Community garden in Brooklyn, New York City

Maple Street Community Garden is a community garden in the Prospect Lefferts Gardens neighborhood of Brooklyn, New York City. It is located on Maple Street between Jean-Jacques Dessalines Boulevard and Nostrand Avenue.

== History ==
Maple Street Community Garden was founded on a vacant lot which formerly had an abandoned house that burned down in 1999. The garden was started by the Maple Street Block Association in 2012 with a $1,000 grant and later $4,800 from the City Council to clean the vacant lot. The lot was privately owned but the gardeners were unable to establish contact with the owners.

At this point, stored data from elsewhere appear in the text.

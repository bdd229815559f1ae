//! 工作表处理器 - 编排层
//!
//! ## 职责
//!
//! 本模块负责驱动一次完整的生成运行，是工作表级别的编排器。
//!
//! ## 核心功能
//!
//! 1. **流程调度**：创建并运行 `WorksheetFlow`
//! 2. **产物落盘**：把序列化好的 PDF 写到输出文件
//! 3. **统计输出**：从页面清单汇总题目页/答案页/跳过数量
//!
//! 完成回调约定：本函数恰好返回一次。Ok(Saved) 是成功通知，
//! Ok(Cancelled) 是干净中止，Err 是失败通知（此时没有任何产物落盘）

use anyhow::{Context, Result};
use tracing::{debug, info};

use crate::config::Config;
use crate::models::question::QuestionRecord;
use crate::services::pdf_writer::PageKind;
use crate::utils::logging::{print_final_stats, truncate_text};
use crate::workflow::render_job::{PageRole, RenderPage};
use crate::workflow::worksheet_flow::{CancelHandle, FlowOutcome, WorksheetFlow};

/// 输出文件名是固定约定，不开放配置
pub const OUTPUT_FILE_NAME: &str = "worksheet.pdf";

/// 一次成功运行的统计报告
#[derive(Debug)]
pub struct GenerationReport {
    pub total_pages: usize,
    pub question_pages: usize,
    pub answer_pages: usize,
    pub skipped_answers: usize,
    pub output_path: String,
}

/// 一次运行的最终结果
#[derive(Debug)]
pub enum GenerationOutcome {
    /// PDF 已写入输出文件
    Saved(GenerationReport),
    /// 运行被取消，没有产物
    Cancelled,
}

/// 驱动一次工作表生成运行
///
/// # 参数
/// - `renderer`: 页面渲染能力（独占渲染表面）
/// - `records`: 按文档顺序排列的题目列表
/// - `config`: 配置
/// - `cancel`: 取消句柄
pub async fn process_worksheet(
    renderer: impl RenderPage,
    records: &[QuestionRecord],
    config: &Config,
    cancel: CancelHandle,
) -> Result<GenerationOutcome> {
    for (index, record) in records.iter().enumerate() {
        debug!(
            "题目 {}: {}",
            index + 1,
            truncate_text(&record.question_body, 80)
        );
    }

    let flow = WorksheetFlow::new(renderer, cancel, config.page_top_margin_pt);

    let document = match flow.run(records).await.context("工作表生成失败")? {
        FlowOutcome::Completed(document) => document,
        FlowOutcome::Cancelled => {
            info!("🛑 生成被取消，没有生成文件");
            return Ok(GenerationOutcome::Cancelled);
        }
    };

    // 落盘也是终结阶段的一部分：写入失败同样致命
    tokio::fs::write(OUTPUT_FILE_NAME, &document.bytes)
        .await
        .with_context(|| format!("无法写入输出文件: {}", OUTPUT_FILE_NAME))?;

    let question_pages = count_content_pages(&document.manifest, PageRole::Question);
    let answer_pages = count_content_pages(&document.manifest, PageRole::Answer);
    let skipped_answers = records
        .iter()
        .filter(|record| !record.has_markscheme())
        .count();

    print_final_stats(
        document.manifest.len(),
        question_pages,
        answer_pages,
        skipped_answers,
    );

    Ok(GenerationOutcome::Saved(GenerationReport {
        total_pages: document.manifest.len(),
        question_pages,
        answer_pages,
        skipped_answers,
        output_path: OUTPUT_FILE_NAME.to_string(),
    }))
}

fn count_content_pages(manifest: &[PageKind], role: PageRole) -> usize {
    manifest
        .iter()
        .filter(|kind| matches!(kind, PageKind::Content { role: r, .. } if *r == role))
        .count()
}
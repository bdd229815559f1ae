use serde::{Deserialize, Serialize};

/// 默认科目列表
pub const DEFAULT_SUBJECTS: &[&str] = &[
    "Mathematics",
    "Physics",
    "Chemistry",
    "Biology",
    "Computer Science",
];

/// 默认级别列表
pub const DEFAULT_LEVELS: &[&str] = &["HL", "SL"];

/// 默认题目标题列表
pub const DEFAULT_QUESTION_TITLES: &[&str] = &[
    "Algebra Basics",
    "Calculus Fundamentals",
    "Geometry Problems",
    "Linear Equations",
    "Matrices and Determinants",
    "Number Theory",
    "Probability",
    "Statistics",
    "Trigonometry",
    "Vector Analysis",
];

/// 三类可配置的分类标签（本地 TOML 持久化，缺失时退回默认种子）
#[derive(Debug, Clone, PartialEq, Eq, Serialize, Deserialize)]
pub struct Taxonomies {
    #[serde(default = "default_subjects")]
    pub subjects: Vec<String>,
    #[serde(default = "default_levels")]
    pub levels: Vec<String>,
    #[serde(default = "default_question_titles")]
    pub question_titles: Vec<String>,
}

fn default_subjects() -> Vec<String> {
    DEFAULT_SUBJECTS.iter().map(|s| s.to_string()).collect()
}

fn default_levels() -> Vec<String> {
    DEFAULT_LEVELS.iter().map(|s| s.to_string()).collect()
}

fn default_question_titles() -> Vec<String> {
    DEFAULT_QUESTION_TITLES.iter().map(|s| s.to_string()).collect()
}

impl Default for Taxonomies {
    fn default() -> Self {
        Self {
            subjects: default_subjects(),
            levels: default_levels(),
            question_titles: default_question_titles(),
        }
    }
}

impl Taxonomies {
    pub fn has_subject(&self, subject: &str) -> bool {
        self.subjects.iter().any(|s| s == subject)
    }

    pub fn has_level(&self, level: &str) -> bool {
        self.levels.iter().any(|l| l == level)
    }
}
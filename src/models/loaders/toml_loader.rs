use std::path::Path;

use serde::{Deserialize, Serialize};
use tokio::fs;
use tracing::info;

use crate::error::{AppError, AppResult};
use crate::models::taxonomy::Taxonomies;

/// 工作表生成请求（TOML 输入文件）
///
/// 文件中的 question_ids 顺序即为文档中的页面顺序
#[derive(Debug, Clone, Serialize, Deserialize)]
pub struct WorksheetRequest {
    /// 工作表名称（仅用于日志）
    #[serde(default)]
    pub name: Option<String>,
    /// 按文档顺序排列的题目ID列表
    pub question_ids: Vec<String>,
    /// 期望的科目（用于与本地分类标签做校验）
    #[serde(default)]
    pub subject: Option<String>,
    /// 期望的级别（用于与本地分类标签做校验）
    #[serde(default)]
    pub level: Option<String>,
}

/// 从 TOML 文件加载工作表请求
pub async fn load_worksheet_request(path: &str) -> AppResult<WorksheetRequest> {
    if !Path::new(path).exists() {
        return Err(AppError::File(crate::error::FileError::NotFound {
            path: path.to_string(),
        }));
    }

    let content = fs::read_to_string(path)
        .await
        .map_err(|e| AppError::file_read_failed(path, e))?;

    let request: WorksheetRequest = toml::from_str(&content)?;

    info!(
        "已加载工作表请求: {} 个题目",
        request.question_ids.len()
    );

    Ok(request)
}

/// 从 TOML 文件加载分类标签
///
/// 文件不存在时退回默认种子列表；文件中缺失的字段同样退回默认值
pub async fn load_taxonomies(path: &str) -> AppResult<Taxonomies> {
    if !Path::new(path).exists() {
        info!("分类标签文件不存在，使用默认种子列表: {}", path);
        return Ok(Taxonomies::default());
    }

    let content = fs::read_to_string(path)
        .await
        .map_err(|e| AppError::file_read_failed(path, e))?;

    let taxonomies: Taxonomies = toml::from_str(&content)?;
    Ok(taxonomies)
}

/// 将分类标签保存到 TOML 文件（整体覆盖写入）
pub async fn save_taxonomies(path: &str, taxonomies: &Taxonomies) -> AppResult<()> {
    let content = toml::to_string_pretty(taxonomies)
        .map_err(|e| AppError::Other(format!("序列化分类标签失败: {}", e)))?;

    fs::write(path, content)
        .await
        .map_err(|e| AppError::file_write_failed(path, e))?;

    Ok(())
}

In September 2014, a limited liability company (LLC) owned by the Makhani brothers claimed to own the lot and tried to evict the gardeners. The LLC furnished a deed which claimed it to have purchased the home from heirs of the original owners. It was later discovered that the brothers had a shady real estate business. In July 2015, the gardeners were briefly barred from the site when the LLC acquired a restraining order. On November 6, 2015, the Brooklyn Supreme Court dismissed the ownership claim of the LLC and ordered an independent legal guardian to find the heirs of the property. In 2016, Brooklyn Borough President Eric Adams and neighborhood Councilman Mathieu Eugene set aside a budget for 2017 to acquire the property for $1.25 million and transfer it to the Parks Department. In 2017, the City Planning Commission approved the acquisition after going through the Uniform Land Use Review Procedure (ULURP).

In 2021, the garden launched its Fresh Food Box Program with GrowNYC. The garden plots are all gardened communally by members and any neighbor can help on harvest days.